Comment allons-nous décider de vivre, alors que notre planète se réjouit aux yeux de tous de nous voir confinés ? Car c’est aussi quelque chose qui nous rassemble en ces temps moroses : nous ne pouvons que nous satisfaire de voir la nature respirer ainsi.

Une question se pose alors sur la sortie de la pandémie : allons-nous retourner à nos vies, prétendant que tout cela est derrière nous ou y aura-t-il, comme certains l’annoncent, un avant et un après ?

Personnellement je ne peux qu’espérer que l’on voit enfin la force collective s’exprimer et que l’on n’oublie pas ce, celles et ceux, que l’on a vus et entendus. Que l’on n’oublie pas qu’il faudra désormais non pas réduire mais augmenter le budget de la santé, que l’on n’oublie pas que les personnes âgées, fragiles, le sont d’autant plus que leur retraite est basse, voire misérable. Que l’on n’oublie pas qu’au-delà de 60 ans on est une personne fragile et qu’il n’est pas envisageable de travailler toujours plus longtemps. Que l’on n’oublie pas que nous nous dirigeons vers une catastrophe climatique certaine qui, si nous ne changeons pas drastiquement nos modes de vie, marquera la fin de notre ère.

Après la guerre viendra le temps des tribunaux, puis de la reconstruction et de l’unité nationale. Cette reconstruction peut être l’opportunité de faire mieux ce que nous n’arrivions pas à changer dans nos quotidiens, trop pris par ce rythme infernal : être plus solidaires, plus empathiques et adopter des comportements plus respectueux de notre terre.

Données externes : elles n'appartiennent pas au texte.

use laundry_studio::config::{ClientOptions, StoreConfig};
use laundry_studio::error::Error;
use laundry_studio::models::{NewProviderRecord, RecordId, Service, ServiceArea, ServiceKind};
use laundry_studio::store::{PostgrestProviderStore, ProviderStore};
use laundry_studio::Supabase;
use serde_json::json;
use wiremock::{
    matchers::{body_json, header, method, path, query_param},
    Mock, MockServer, ResponseTemplate,
};

const ANON_KEY: &str = "mock_anon_key";
const TABLE_PATH: &str = "/rest/v1/laundryShops";

fn store_for(server: &MockServer) -> PostgrestProviderStore {
    let config = StoreConfig::new(&server.uri(), ANON_KEY).unwrap();
    let supabase = Supabase::new_with_options(config, ClientOptions::default()).unwrap();
    PostgrestProviderStore::from_client(&supabase)
}

fn clean_co() -> NewProviderRecord {
    NewProviderRecord {
        name: "Clean Co".into(),
        email: Some("hello@clean.co".into()),
        phone: "9876543210".into(),
        address: ServiceArea::Hebbal,
        services: vec![Service::new(ServiceKind::WashOnly, 50.0)],
    }
}

#[tokio::test]
async fn insert_posts_one_row_and_returns_its_id() {
    let server = MockServer::start().await;

    Mock::given(method("POST"))
        .and(path(TABLE_PATH))
        .and(header("apikey", ANON_KEY))
        .and(header("Authorization", "Bearer mock_anon_key"))
        .and(header("Prefer", "return=representation"))
        .and(body_json(json!([{
            "name": "Clean Co",
            "email": "hello@clean.co",
            "phone": "9876543210",
            "address": "Hebbal",
            "services": [{ "name": "washOnly", "price": 50.0 }]
        }])))
        .respond_with(ResponseTemplate::new(201).set_body_json(json!([{
            "id": 17,
            "name": "Clean Co",
            "email": "hello@clean.co",
            "phone": "9876543210",
            "address": "Hebbal",
            "services": [{ "name": "washOnly", "price": 50 }]
        }])))
        .expect(1)
        .mount(&server)
        .await;

    let id = store_for(&server).insert(&clean_co()).await.unwrap();
    assert_eq!(id, RecordId::Int(17));
}

#[tokio::test]
async fn insert_failure_carries_status() {
    let server = MockServer::start().await;

    Mock::given(method("POST"))
        .and(path(TABLE_PATH))
        .respond_with(ResponseTemplate::new(401).set_body_string("{\"message\":\"Invalid API key\"}"))
        .expect(1)
        .mount(&server)
        .await;

    match store_for(&server).insert(&clean_co()).await {
        Err(Error::Database(msg)) => {
            assert!(msg.contains("401"), "{}", msg);
            assert!(msg.contains("Invalid API key"), "{}", msg);
        }
        other => panic!("expected database error, got {:?}", other),
    }
}

#[tokio::test]
async fn insert_with_empty_representation_is_an_error() {
    let server = MockServer::start().await;

    Mock::given(method("POST"))
        .and(path(TABLE_PATH))
        .respond_with(ResponseTemplate::new(201).set_body_json(json!([])))
        .mount(&server)
        .await;

    assert!(matches!(
        store_for(&server).insert(&clean_co()).await,
        Err(Error::Database(_))
    ));
}

#[tokio::test]
async fn select_all_normalizes_every_services_shape() {
    let server = MockServer::start().await;

    Mock::given(method("GET"))
        .and(path(TABLE_PATH))
        .and(query_param("select", "*"))
        .and(header("apikey", ANON_KEY))
        .respond_with(ResponseTemplate::new(200).set_body_json(json!([
            {
                "id": 1, "name": "Structured", "email": "", "phone": "9876543210",
                "address": "Hebbal", "services": [{ "name": "ironOnly", "price": 15 }]
            },
            {
                "id": 2, "name": "Encoded", "email": null, "phone": "9876543211",
                "address": "Whitefield", "services": "[{\"name\":\"dryClean\",\"price\":99.5}]"
            },
            {
                "id": 3, "name": "Empty Text", "phone": "9876543212",
                "address": "HBR Layout", "services": "[]"
            },
            {
                "id": 4, "name": "Broken", "email": "x@y.z", "phone": "9876543213",
                "address": "Hebbal", "services": "[{\"name\":\"washOnly\""
            }
        ])))
        .expect(1)
        .mount(&server)
        .await;

    let rows = store_for(&server).select_all().await.unwrap();
    assert_eq!(rows.len(), 4);
    assert_eq!(rows[0].services, vec![Service::new(ServiceKind::IronOnly, 15.0)]);
    assert_eq!(rows[1].services, vec![Service::new(ServiceKind::DryClean, 99.5)]);
    assert!(rows[2].services.is_empty());
    assert!(rows[3].services.is_empty());
    assert_eq!(rows[3].email.as_deref(), Some("x@y.z"));
}

#[tokio::test]
async fn select_all_keeps_good_rows_next_to_rows_with_null_columns() {
    let server = MockServer::start().await;

    Mock::given(method("GET"))
        .and(path(TABLE_PATH))
        .respond_with(ResponseTemplate::new(200).set_body_json(json!([
            {
                "id": 1, "name": "Clean Co", "email": "hello@clean.co", "phone": "9876543210",
                "address": "Hebbal", "services": [{ "name": "washOnly", "price": "50" }]
            },
            {
                "id": 2, "name": "Legacy Shop", "email": null, "phone": null,
                "address": null, "services": [{ "name": "ironOnly" }]
            }
        ])))
        .expect(1)
        .mount(&server)
        .await;

    let rows = store_for(&server).select_all().await.unwrap();
    assert_eq!(rows.len(), 2);
    assert_eq!(rows[0].services, vec![Service::new(ServiceKind::WashOnly, 50.0)]);
    assert_eq!(rows[1].name, "Legacy Shop");
    assert_eq!(rows[1].phone, "");
    assert_eq!(rows[1].address, "");
    assert_eq!(rows[1].services.len(), 1);
    assert_eq!(rows[1].services[0].price, None);
}

#[tokio::test]
async fn select_all_failure_is_reported() {
    let server = MockServer::start().await;

    Mock::given(method("GET"))
        .and(path(TABLE_PATH))
        .respond_with(ResponseTemplate::new(500).set_body_string("boom"))
        .mount(&server)
        .await;

    assert!(store_for(&server).select_all().await.is_err());
}

#[tokio::test]
async fn delete_filters_on_id() {
    let server = MockServer::start().await;

    Mock::given(method("DELETE"))
        .and(path(TABLE_PATH))
        .and(query_param("id", "eq.42"))
        .and(header("Prefer", "return=minimal"))
        .respond_with(ResponseTemplate::new(204))
        .expect(1)
        .mount(&server)
        .await;

    store_for(&server)
        .delete_by_id(&RecordId::Int(42))
        .await
        .unwrap();
}

#[tokio::test]
async fn delete_with_text_id() {
    let server = MockServer::start().await;

    Mock::given(method("DELETE"))
        .and(path(TABLE_PATH))
        .and(query_param("id", "eq.6f1c0c1e-7d1a-4f6b-9a77-1b2c3d4e5f60"))
        .respond_with(ResponseTemplate::new(204))
        .expect(1)
        .mount(&server)
        .await;

    let id: RecordId = "6f1c0c1e-7d1a-4f6b-9a77-1b2c3d4e5f60".parse().unwrap();
    store_for(&server).delete_by_id(&id).await.unwrap();
}

#[tokio::test]
async fn delete_failure_is_reported() {
    let server = MockServer::start().await;

    Mock::given(method("DELETE"))
        .and(path(TABLE_PATH))
        .respond_with(ResponseTemplate::new(403).set_body_string("permission denied"))
        .expect(1)
        .mount(&server)
        .await;

    assert!(store_for(&server)
        .delete_by_id(&RecordId::Int(1))
        .await
        .is_err());
}
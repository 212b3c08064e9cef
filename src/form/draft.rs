//! Editable form state and the per-keystroke input filters

use std::collections::BTreeMap;
use std::fmt;

use crate::models::ServiceKind;

/// Longest phone number the form accepts
pub const PHONE_LENGTH: usize = 10;

/// Form fields that can carry an error message
#[derive(Debug, Clone, Copy, PartialEq, Eq, Hash, PartialOrd, Ord)]
pub enum Field {
    Name,
    Email,
    Phone,
    Address,
    Services,
}

impl Field {
    pub fn as_str(&self) -> &'static str {
        match self {
            Field::Name => "name",
            Field::Email => "email",
            Field::Phone => "phone",
            Field::Address => "address",
            Field::Services => "services",
        }
    }
}

impl fmt::Display for Field {
    fn fmt(&self, f: &mut fmt::Formatter<'_>) -> fmt::Result {
        f.write_str(self.as_str())
    }
}

/// Checkbox and price input for one catalog entry
#[derive(Debug, Clone, Default, PartialEq, Eq)]
pub struct ServiceEntry {
    pub selected: bool,
    pub price: String,
}

/// Keeps digits only, truncated to the first ten.
pub fn filter_phone(input: &str) -> String {
    input
        .chars()
        .filter(|c| c.is_ascii_digit())
        .take(PHONE_LENGTH)
        .collect()
}

/// Keeps ASCII letters and whitespace.
pub fn filter_name(input: &str) -> String {
    input
        .chars()
        .filter(|c| c.is_ascii_alphabetic() || c.is_whitespace())
        .collect()
}

/// Parses a price input; `None` for blank, non-numeric, negative or
/// non-finite text.
pub fn parse_price(input: &str) -> Option<f64> {
    let trimmed = input.trim();
    if trimmed.is_empty() {
        return None;
    }
    trimmed
        .parse::<f64>()
        .ok()
        .filter(|price| price.is_finite() && *price >= 0.0)
}

/// Transient client state behind the registration form
#[derive(Debug, Clone, PartialEq, Eq)]
pub struct FormDraft {
    pub name: String,
    pub email: String,
    pub phone: String,
    /// Raw value of the area picker; empty while nothing is chosen
    pub address: String,
    pub services: BTreeMap<ServiceKind, ServiceEntry>,
}

impl Default for FormDraft {
    fn default() -> Self {
        Self {
            name: String::new(),
            email: String::new(),
            phone: String::new(),
            address: String::new(),
            services: ServiceKind::ALL
                .into_iter()
                .map(|kind| (kind, ServiceEntry::default()))
                .collect(),
        }
    }
}

impl FormDraft {
    pub fn new() -> Self {
        Self::default()
    }

    /// Stores `value` into a text field, applying the live filter for
    /// name and phone. `Field::Services` is not a text field and is ignored.
    pub fn set(&mut self, field: Field, value: &str) {
        match field {
            Field::Name => self.name = filter_name(value),
            Field::Phone => self.phone = filter_phone(value),
            Field::Email => self.email = value.to_string(),
            Field::Address => self.address = value.to_string(),
            Field::Services => {}
        }
    }

    pub fn service(&self, kind: ServiceKind) -> Option<&ServiceEntry> {
        self.services.get(&kind)
    }

    pub fn service_mut(&mut self, kind: ServiceKind) -> &mut ServiceEntry {
        self.services.entry(kind).or_default()
    }

    /// Selected entries in catalog order
    pub fn selected_services(&self) -> impl Iterator<Item = (ServiceKind, &ServiceEntry)> {
        self.services
            .iter()
            .filter(|(_, entry)| entry.selected)
            .map(|(kind, entry)| (*kind, entry))
    }
}
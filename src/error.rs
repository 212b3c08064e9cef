//! Error handling for the laundry studio backend client

use std::fmt;
use thiserror::Error;

/// Unified error type for remote operations and configuration
#[derive(Error, Debug)]
pub enum Error {
    /// Network or HTTP related errors
    #[error("HTTP error: {0}")]
    Http(#[from] reqwest::Error),

    /// JSON serialization or deserialization errors
    #[error("JSON error: {0}")]
    Json(#[from] serde_json::Error),

    /// URL parsing errors
    #[error("URL error: {0}")]
    Url(#[from] url::ParseError),

    /// The store rejected or failed a request
    #[error("Database error: {0}")]
    Database(String),

    /// Missing or invalid configuration
    #[error("Configuration error: {0}")]
    Config(String),

    /// General errors
    #[error("{0}")]
    General(String),
}

impl Error {
    /// Create a new database error
    pub fn database<T: fmt::Display>(msg: T) -> Self {
        Error::Database(msg.to_string())
    }

    /// Create a new configuration error
    pub fn config<T: fmt::Display>(msg: T) -> Self {
        Error::Config(msg.to_string())
    }

    /// Create a new general error
    pub fn general<T: fmt::Display>(msg: T) -> Self {
        Error::General(msg.to_string())
    }
}

/// Result alias used throughout the crate
pub type Result<T> = std::result::Result<T, Error>;
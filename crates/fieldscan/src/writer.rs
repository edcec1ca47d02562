//! Table writer
//!
//! Comma-delimited UTF-8 with a header row. Columns are the first-seen union
//! of record fields; a missing field is an empty cell.

use std::fs;
use std::path::Path;
use tracing::info;

use crate::types::MetadataTable;

/// Write `table` to `destination`, creating parent directories. A table
/// with no columns produces an empty file.
pub fn write_table(table: &MetadataTable, destination: &Path) -> csv::Result<()> {
    if let Some(parent) = destination.parent().filter(|p| !p.as_os_str().is_empty()) {
        fs::create_dir_all(parent)?;
    }

    let mut writer = csv::Writer::from_path(destination)?;
    if !table.columns().is_empty() {
        writer.write_record(table.columns())?;
        for index in 0..table.len() {
            if let Some(row) = table.row(index) {
                writer.write_record(&row)?;
            }
        }
    }
    writer.flush()?;

    info!(
        path = %destination.display(),
        rows = table.len(),
        columns = table.columns().len(),
        "Wrote metadata table"
    );
    Ok(())
}
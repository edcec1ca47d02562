//! Batch runner: one extraction per item, strictly in discovery order

use indicatif::{ProgressBar, ProgressStyle};
use tracing::info;

use crate::extract::Extractor;
use crate::types::{DiscoveredItem, ItemStatus, MetadataTable};

fn progress_bar(len: u64, label: &str) -> ProgressBar {
    let style = ProgressStyle::default_bar()
        .template("{msg} ({pos}/{len})\n[{bar:40.cyan/blue}] {percent}% • {elapsed_precise} (ETA: {eta})")
        .unwrap_or_else(|_| ProgressStyle::default_bar())
        .progress_chars("=>-");
    ProgressBar::new(len)
        .with_message(label.to_string())
        .with_style(style)
}

/// Run every item through `extractor` and collect one record per item.
///
/// Extractors fold their own errors into records, so the loop never stops
/// early and the table always has exactly `items.len()` rows.
pub fn run(items: &[DiscoveredItem], extractor: &dyn Extractor, label: &str) -> MetadataTable {
    let bar = progress_bar(items.len() as u64, label);
    let mut table = MetadataTable::new();

    for item in items {
        table.push(extractor.extract(item));
        bar.inc(1);
    }
    bar.finish_and_clear();

    info!(
        label,
        items = table.len(),
        success = table.count_status(ItemStatus::Success),
        skipped = table.count_status(ItemStatus::Skipped),
        failed = table.count_status(ItemStatus::Failed),
        "Batch finished"
    );
    table
}
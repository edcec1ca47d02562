//! Helpful error types for CLI commands
//!
//! Every error includes:
//! - What went wrong
//! - Context about the situation
//! - Suggestions for how to fix it

use std::fmt;
use std::path::Path;

/// An error with helpful context and suggestions
#[derive(Debug)]
pub struct HelpfulError {
    pub message: String,
    pub context: Option<String>,
    pub suggestions: Vec<String>,
}

impl HelpfulError {
    pub fn new(message: impl Into<String>) -> Self {
        Self {
            message: message.into(),
            context: None,
            suggestions: Vec::new(),
        }
    }

    pub fn with_context(mut self, context: impl Into<String>) -> Self {
        self.context = Some(context.into());
        self
    }

    pub fn with_suggestion(mut self, suggestion: impl Into<String>) -> Self {
        self.suggestions.push(suggestion.into());
        self
    }

    pub fn with_suggestions(
        mut self,
        suggestions: impl IntoIterator<Item = impl Into<String>>,
    ) -> Self {
        self.suggestions.extend(suggestions.into_iter().map(|s| s.into()));
        self
    }

    /// Root directory does not exist
    pub fn root_not_found(path: &Path) -> Self {
        Self::new(format!("Root directory not found: {}", path.display()))
            .with_context("Every --root must be an existing directory")
            .with_suggestions([
                format!("TRY: Check that the path exists: ls -la {}", path.display()),
                "TRY: Check for typos in the path".to_string(),
            ])
    }

    /// Root exists but is a file
    pub fn not_a_directory(path: &Path) -> Self {
        Self::new(format!("Not a directory: {}", path.display()))
            .with_context("Roots are walked recursively, so they must be directories")
            .with_suggestion(format!(
                "TRY: Use the parent directory: fieldscan run --root {}",
                path.parent()
                    .map(|p| p.display().to_string())
                    .unwrap_or_else(|| ".".to_string())
            ))
    }

    /// No roots given
    pub fn no_roots() -> Self {
        Self::new("No root directories given")
            .with_context("At least one directory to scan is required")
            .with_suggestion("TRY: fieldscan run --root /data/field --output ./inventory")
    }

    /// Output prefix would escape the output directory
    pub fn invalid_prefix(prefix: &str) -> Self {
        Self::new(format!("Invalid output prefix: '{}'", prefix))
            .with_context("The prefix becomes part of each output file name")
            .with_suggestions([
                "TRY: Use letters, digits, '-' and '_' only".to_string(),
                "TRY: Put directories in --output instead".to_string(),
            ])
    }

    /// Config file could not be loaded
    pub fn config_error(path: &Path, details: &str) -> Self {
        Self::new(format!("Cannot load config: {}", path.display()))
            .with_context(details.to_string())
            .with_suggestions([
                "TRY: Print a default config: fieldscan config > fieldscan.toml".to_string(),
                "TRY: Check the TOML syntax and field names".to_string(),
            ])
    }

    /// A category pipeline could not write its output
    pub fn pipeline_failed(category: &str, details: &str) -> Self {
        Self::new(format!("The {} pipeline failed", category))
            .with_context(details.to_string())
            .with_suggestions([
                "TRY: Check that the output directory is writable".to_string(),
                "TRY: Re-run with -v for details".to_string(),
            ])
    }
}

impl fmt::Display for HelpfulError {
    fn fmt(&self, f: &mut fmt::Formatter<'_>) -> fmt::Result {
        writeln!(f, "ERROR: {}", self.message)?;

        if let Some(ctx) = &self.context {
            writeln!(f, "CONTEXT: {}", ctx)?;
        }

        if !self.suggestions.is_empty() {
            writeln!(f)?;
            for suggestion in &self.suggestions {
                writeln!(f, "  {}", suggestion)?;
            }
        }

        Ok(())
    }
}

impl std::error::Error for HelpfulError {}

#[cfg(test)]
mod tests {
    use super::*;
    use std::path::PathBuf;

    #[test]
    fn test_helpful_error_display() {
        let err = HelpfulError::new("Something went wrong")
            .with_context("While scanning")
            .with_suggestion("Try again");

        let display = format!("{}", err);
        assert!(display.contains("ERROR: Something went wrong"));
        assert!(display.contains("CONTEXT: While scanning"));
        assert!(display.contains("Try again"));
    }

    #[test]
    fn test_root_not_found() {
        let err = HelpfulError::root_not_found(&PathBuf::from("/nonexistent/root"));
        let display = format!("{}", err);
        assert!(display.contains("/nonexistent/root"));
        assert!(display.contains("TRY:"));
    }

    #[test]
    fn test_invalid_prefix() {
        let display = HelpfulError::invalid_prefix("../x").to_string();
        assert!(display.contains("'../x'"));
    }
}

Tout cela n’aura d’impact que si nous sommes ensemble, quand les soignants retourneront dans les rues, accompagnons-les. Ne redevenons pas sourds et aveugles. Ne les laissons pas retomber dans la solitude.

Cette volonté de préserver la planète et de mieux vivre ensemble il faudra la manifester cette volonté dans les urnes pour enfin sortir de ce système morbide, car c’est de cela que dépendra toute la suite.

 

Merci à la cie Superlune qui a relayé cette consigne pour le final de son Décaméron et à toutes celles et tous ceux qui ont répondu à l’appel !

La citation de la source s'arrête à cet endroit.